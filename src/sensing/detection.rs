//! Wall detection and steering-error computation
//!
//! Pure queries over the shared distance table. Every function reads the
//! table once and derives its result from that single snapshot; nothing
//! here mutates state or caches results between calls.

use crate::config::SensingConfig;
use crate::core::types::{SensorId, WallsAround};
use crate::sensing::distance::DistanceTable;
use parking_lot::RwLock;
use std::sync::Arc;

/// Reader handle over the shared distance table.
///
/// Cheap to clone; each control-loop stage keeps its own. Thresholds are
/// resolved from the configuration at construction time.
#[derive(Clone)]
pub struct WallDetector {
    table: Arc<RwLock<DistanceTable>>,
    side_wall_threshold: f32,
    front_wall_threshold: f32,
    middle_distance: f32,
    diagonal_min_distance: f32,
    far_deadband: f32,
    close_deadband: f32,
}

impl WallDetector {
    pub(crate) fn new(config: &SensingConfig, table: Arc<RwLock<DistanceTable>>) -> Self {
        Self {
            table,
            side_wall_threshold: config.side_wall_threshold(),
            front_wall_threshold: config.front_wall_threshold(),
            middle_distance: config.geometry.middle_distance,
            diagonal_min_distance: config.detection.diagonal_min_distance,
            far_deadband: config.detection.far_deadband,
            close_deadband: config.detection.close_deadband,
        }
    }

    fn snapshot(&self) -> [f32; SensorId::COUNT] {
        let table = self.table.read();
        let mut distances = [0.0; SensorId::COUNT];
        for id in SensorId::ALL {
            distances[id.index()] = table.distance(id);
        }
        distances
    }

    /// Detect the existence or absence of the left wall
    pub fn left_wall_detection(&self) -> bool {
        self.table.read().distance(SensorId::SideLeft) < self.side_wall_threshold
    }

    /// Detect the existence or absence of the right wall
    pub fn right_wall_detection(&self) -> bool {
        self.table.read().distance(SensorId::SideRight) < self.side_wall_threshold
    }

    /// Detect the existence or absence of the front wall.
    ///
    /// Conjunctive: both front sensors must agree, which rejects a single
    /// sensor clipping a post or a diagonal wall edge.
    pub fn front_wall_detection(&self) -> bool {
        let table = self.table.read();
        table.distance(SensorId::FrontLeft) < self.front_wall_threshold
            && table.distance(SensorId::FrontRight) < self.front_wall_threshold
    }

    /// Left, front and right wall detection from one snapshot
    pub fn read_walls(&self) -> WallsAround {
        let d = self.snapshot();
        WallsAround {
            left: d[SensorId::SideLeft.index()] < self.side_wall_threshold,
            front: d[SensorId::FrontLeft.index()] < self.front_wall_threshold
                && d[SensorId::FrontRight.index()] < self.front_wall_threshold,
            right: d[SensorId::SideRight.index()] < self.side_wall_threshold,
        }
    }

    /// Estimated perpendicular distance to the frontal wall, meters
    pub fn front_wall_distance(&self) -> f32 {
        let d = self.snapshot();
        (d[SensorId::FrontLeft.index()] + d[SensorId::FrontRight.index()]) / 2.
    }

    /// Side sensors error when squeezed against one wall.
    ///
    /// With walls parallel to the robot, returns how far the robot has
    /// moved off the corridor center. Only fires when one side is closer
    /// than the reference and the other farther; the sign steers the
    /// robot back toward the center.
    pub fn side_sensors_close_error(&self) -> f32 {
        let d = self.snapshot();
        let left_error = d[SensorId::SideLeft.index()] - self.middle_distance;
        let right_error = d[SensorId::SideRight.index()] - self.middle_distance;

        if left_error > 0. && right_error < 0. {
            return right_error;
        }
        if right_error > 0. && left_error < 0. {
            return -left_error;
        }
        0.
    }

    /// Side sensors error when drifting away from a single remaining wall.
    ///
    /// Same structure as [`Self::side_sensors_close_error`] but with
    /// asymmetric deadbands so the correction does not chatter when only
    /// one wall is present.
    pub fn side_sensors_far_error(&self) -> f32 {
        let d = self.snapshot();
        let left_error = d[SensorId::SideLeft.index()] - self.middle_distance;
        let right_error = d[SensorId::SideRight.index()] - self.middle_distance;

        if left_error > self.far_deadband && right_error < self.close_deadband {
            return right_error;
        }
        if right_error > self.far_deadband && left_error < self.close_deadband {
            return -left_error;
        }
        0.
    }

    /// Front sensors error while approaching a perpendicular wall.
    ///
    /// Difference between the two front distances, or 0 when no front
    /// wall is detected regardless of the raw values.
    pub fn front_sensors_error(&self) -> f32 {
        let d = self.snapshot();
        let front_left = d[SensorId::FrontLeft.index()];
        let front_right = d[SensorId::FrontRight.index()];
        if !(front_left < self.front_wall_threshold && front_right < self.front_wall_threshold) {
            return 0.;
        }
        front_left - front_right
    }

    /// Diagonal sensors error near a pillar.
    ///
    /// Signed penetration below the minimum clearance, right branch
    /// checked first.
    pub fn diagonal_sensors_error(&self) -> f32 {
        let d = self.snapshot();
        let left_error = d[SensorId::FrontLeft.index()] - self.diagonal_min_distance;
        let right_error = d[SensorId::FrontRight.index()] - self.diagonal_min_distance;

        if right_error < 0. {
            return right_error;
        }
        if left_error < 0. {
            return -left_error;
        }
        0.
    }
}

******

Print the entries again so that each one matches exactly.

#### OUTPUT:
filename src/sensing/detection.rs
//! Wall detection and steering-error computation
//!
//! Pure queries over the shared distance table. Every function reads the
//! table once and derives its result from that single snapshot; nothing
//! here mutates state or caches results between calls.

use crate::config::SensingConfig;
use crate::core::types::{SensorId, WallsAround};
use crate::sensing::distance::DistanceTable;
use parking_lot::RwLock;
use std::sync::Arc;

/// Reader handle over the shared distance table.
///
/// Cheap to clone; each control-loop stage keeps its own. Thresholds are
/// resolved from the configuration at construction time.
#[derive(Clone)]
pub struct WallDetector {
    table: Arc<RwLock<DistanceTable>>,
    side_wall_threshold: f32,
    front_wall_threshold: f32,
    middle_distance: f32,
    diagonal_min_distance: f32,
    far_deadband: f32,
    close_deadband: f32,
}

impl WallDetector {
    pub(crate) fn new(config: &SensingConfig, table: Arc<RwLock<DistanceTable>>) -> Self {
        Self {
            table,
            side_wall_threshold: config.side_wall_threshold(),
            front_wall_threshold: config.front_wall_threshold(),
            middle_distance: config.geometry.middle_distance,
            diagonal_min_distance: config.detection.diagonal_min_distance,
            far_deadband: config.detection.far_deadband,
            close_deadband: config.detection.close_deadband,
        }
    }

    fn snapshot(&self) -> [f32; SensorId::COUNT] {
        let table = self.table.read();
        let mut distances = [0.0; SensorId::COUNT];
        for id in SensorId::ALL {
            distances[id.index()] = table.distance(id);
        }
        distances
    }

    /// Detect the existence or absence of the left wall
    pub fn left_wall_detection(&self) -> bool {
        self.table.read().distance(SensorId::SideLeft) < self.side_wall_threshold
    }

    /// Detect the existence or absence of the right wall
    pub fn right_wall_detection(&self) -> bool {
        self.table.read().distance(SensorId::SideRight) < self.side_wall_threshold
    }

    /// Detect the existence or absence of the front wall.
    ///
    /// Conjunctive: both front sensors must agree, which rejects a single
    /// sensor clipping a post or a diagonal wall edge.
    pub fn front_wall_detection(&self) -> bool {
        let table = self.table.read();
        table.distance(SensorId::FrontLeft) < self.front_wall_threshold
            && table.distance(SensorId::FrontRight) < self.front_wall_threshold
    }

    /// Left, front and right wall detection from one snapshot
    pub fn read_walls(&self) -> WallsAround {
        let d = self.snapshot();
        WallsAround {
            left: d[SensorId::SideLeft.index()] < self.side_wall_threshold,
            front: d[SensorId::FrontLeft.index()] < self.front_wall_threshold
                && d[SensorId::FrontRight.index()] < self.front_wall_threshold,
            right: d[SensorId::SideRight.index()] < self.side_wall_threshold,
        }
    }

    /// Estimated perpendicular distance to the frontal wall, meters
    pub fn front_wall_distance(&self) -> f32 {
        let d = self.snapshot();
        (d[SensorId::FrontLeft.index()] + d[SensorId::FrontRight.index()]) / 2.
    }

    /// Side sensors error when squeezed against one wall.
    ///
    /// With walls parallel to the robot, returns how far the robot has
    /// moved off the corridor center. Only fires when one side is closer
    /// than the reference and the other farther; the sign steers the
    /// robot back toward the center.
    pub fn side_sensors_close_error(&self) -> f32 {
        let d = self.snapshot();
        let left_error = d[SensorId::SideLeft.index()] - self.middle_distance;
        let right_error = d[SensorId::SideRight.index()] - self.middle_distance;

        if left_error > 0. && right_error < 0. {
            return right_error;
        }
        if right_error > 0. && left_error < 0. {
            return -left_error;
        }
        0.
    }

    /// Side sensors error when drifting away from a single remaining wall.
    ///
    /// Same structure as [`Self::side_sensors_close_error`] but with
    /// asymmetric deadbands so the correction does not chatter when only
    /// one wall is present.
    pub fn side_sensors_far_error(&self) -> f32 {
        let d = self.snapshot();
        let left_error = d[SensorId::SideLeft.index()] - self.middle_distance;
        let right_error = d[SensorId::SideRight.index()] - self.middle_distance;

        if left_error > self.far_deadband && right_error < self.close_deadband {
            return right_error;
        }
        if right_error > self.far_deadband && left_error < self.close_deadband {
            return -left_error;
        }
        0.
    }

    /// Front sensors error while approaching a perpendicular wall.
    ///
    /// Difference between the two front distances, or 0 when no front
    /// wall is detected regardless of the raw values.
    pub fn front_sensors_error(&self) -> f32 {
        let d = self.snapshot();
        let front_left = d[SensorId::FrontLeft.index()];
        let front_right = d[SensorId::FrontRight.index()];
        if !(front_left < self.front_wall_threshold && front_right < self.front_wall_threshold) {
            return 0.;
        }
        front_left - front_right
    }

    /// Diagonal sensors error near a pillar.
    ///
    /// Signed penetration below the minimum clearance, right branch
    /// checked first.
    pub fn diagonal_sensors_error(&self) -> f32 {
        let d = self.snapshot();
        let left_error = d[SensorId::FrontLeft.index()] - self.diagonal_min_distance;
        let right_error = d[SensorId::FrontRight.index()] - self.diagonal_min_distance;

        if right_error < 0. {
            return right_error;
        }
        if left_error < 0. {
            return -left_error;
        }
        0.
    }
}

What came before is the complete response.